* **Exercise details**: Starting at the first line of the data below, write out each line exactly until you reach the line containing "(SCALE) for ordinary", and include that line too.

╭─ Extracted entries

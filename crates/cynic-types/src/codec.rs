// Path: crates/cynic-types/src/codec.rs
//! Two codecs live here, and they serve different purposes.
//!
//! [`to_bytes_canonical`]/[`from_bytes_canonical`] wrap `parity-scale-codec`
//! (SCALE) for ordinary storage and wire round-tripping of any `Encode` +
//! `Decode` type.
//!
//! [`CanonicalEncoder`] and the [`Canonical`] trait implement a *separate*,
//! bespoke format for anything that enters a hash or signature preimage:
//! lexicographic field order by name, big-endian fixed-width integers, no
//! floats (scores are fixed-point), and length-prefixed UTF-8 strings and
//! byte strings. SCALE's little-endian, compact-integer encoding is not
//! byte-for-byte identical to this layout, so the two must not be conflated:
//! a type may implement both, but only `Canonical::canonical_bytes` output
//! may be hashed for a `*_hash`/`*_root`/signature field.

use parity_scale_codec::{Decode, DecodeAll, Encode};

/// Encodes a value into SCALE bytes for storage or wire transport.
pub fn to_bytes_canonical<T: Encode>(v: &T) -> Vec<u8> {
    v.encode()
}

/// Decodes a value from SCALE bytes, failing fast on any trailing or
/// malformed input.
pub fn from_bytes_canonical<T: Decode>(b: &[u8]) -> Result<T, String> {
    T::decode_all(&mut &*b).map_err(|e| format!("canonical decode failed: {e}"))
}

/// Appends fields to a byte buffer in the bespoke hash-preimage format.
///
/// Call sites are responsible for invoking the `write_*` methods in
/// lexicographic order of the Rust struct's field names — the encoder itself
/// does not (and cannot) enforce field order; it only enforces that each
/// primitive is written in its fixed binary shape.
#[derive(Debug, Default)]
pub struct CanonicalEncoder {
    buf: Vec<u8>,
}

impl CanonicalEncoder {
    /// Creates an empty encoder.
    #[must_use]
    pub fn new() -> Self {
        Self { buf: Vec::new() }
    }

    /// Writes a single byte.
    pub fn write_u8(&mut self, v: u8) -> &mut Self {
        self.buf.push(v);
        self
    }

    /// Writes a big-endian `u16`.
    pub fn write_u16(&mut self, v: u16) -> &mut Self {
        self.buf.extend_from_slice(&v.to_be_bytes());
        self
    }

    /// Writes a big-endian `u32`.
    pub fn write_u32(&mut self, v: u32) -> &mut Self {
        self.buf.extend_from_slice(&v.to_be_bytes());
        self
    }

    /// Writes a big-endian `u64`.
    pub fn write_u64(&mut self, v: u64) -> &mut Self {
        self.buf.extend_from_slice(&v.to_be_bytes());
        self
    }

    /// Writes a big-endian `i64` (two's complement).
    pub fn write_i64(&mut self, v: i64) -> &mut Self {
        self.buf.extend_from_slice(&v.to_be_bytes());
        self
    }

    /// Writes a fixed-size byte array verbatim (no length prefix needed,
    /// since the reader knows the width statically — e.g. a 32-byte hash).
    pub fn write_fixed_bytes(&mut self, v: &[u8]) -> &mut Self {
        self.buf.extend_from_slice(v);
        self
    }

    /// Writes a variable-length byte string as a `u32` big-endian length
    /// prefix followed by the bytes.
    pub fn write_bytes_lp(&mut self, v: &[u8]) -> &mut Self {
        self.write_u32(v.len() as u32);
        self.buf.extend_from_slice(v);
        self
    }

    /// Writes a UTF-8 string as a `u32` big-endian length prefix followed by
    /// its bytes.
    pub fn write_str_lp(&mut self, v: &str) -> &mut Self {
        self.write_bytes_lp(v.as_bytes())
    }

    /// Writes an ordered sequence of sub-encodable items as a `u32` count
    /// prefix followed by each item's canonical bytes in listed order.
    pub fn write_seq<T: Canonical>(&mut self, items: &[T]) -> &mut Self {
        self.write_u32(items.len() as u32);
        for item in items {
            self.write_fixed_bytes(&item.canonical_bytes());
        }
        self
    }

    /// Consumes the encoder, returning the accumulated bytes.
    #[must_use]
    pub fn finish(self) -> Vec<u8> {
        self.buf
    }
}

/// Implemented by any type that can be hashed or signed: produces the
/// bespoke canonical byte form described in .
pub trait Canonical {
    /// Returns the canonical byte representation used as a hash or signature
    /// preimage.
    fn canonical_bytes(&self) -> Vec<u8>;
}

#[cfg(test)]
mod tests {
    use super::*;

    #[derive(Encode, Decode, Debug, PartialEq, Eq)]
    struct Example {
        id: u32,
        tag: Vec<u8>,
    }

    #[test]
    fn scale_roundtrip() {
        let v = Example {
            id: 7,
            tag: vec![1, 2, 3],
        };
        let bytes = to_bytes_canonical(&v);
        let back: Example = from_bytes_canonical(&bytes).expect("decode");
        assert_eq!(v, back);
    }

    #[test]
    fn scale_decode_rejects_truncation() {
        let v = Example {
            id: 99,
            tag: vec![9; 10],
        };
        let mut bytes = to_bytes_canonical(&v);
        bytes.pop();
        let result: Result<Example, String> = from_bytes_canonical(&bytes);
        assert!(result.is_err());
    }

    #[test]
    fn canonical_encoder_is_big_endian_and_length_prefixed() {
        let mut enc = CanonicalEncoder::new();
        enc.write_u32(1).write_str_lp("ab").write_u8(0xff);
        let bytes = enc.finish();
        assert_eq!(&bytes[0..4], &[0, 0, 0, 1]);
        // length prefix for "ab" (2 bytes)
        assert_eq!(&bytes[4..8], &[0, 0, 0, 2]);
        assert_eq!(&bytes[8..10], b"ab");
        assert_eq!(bytes[10], 0xff);
    }
}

╰─

* **Written reply**:
filename crates/cynic-types/src/codec.rs
// Path: crates/cynic-types/src/codec.rs
//! Two codecs live here, and they serve different purposes.
//!
//! [`to_bytes_canonical`]/[`from_bytes_canonical`] wrap `parity-scale-codec`
//! (SCALE) for ordinary storage and wire round-tripping of any `Encode` +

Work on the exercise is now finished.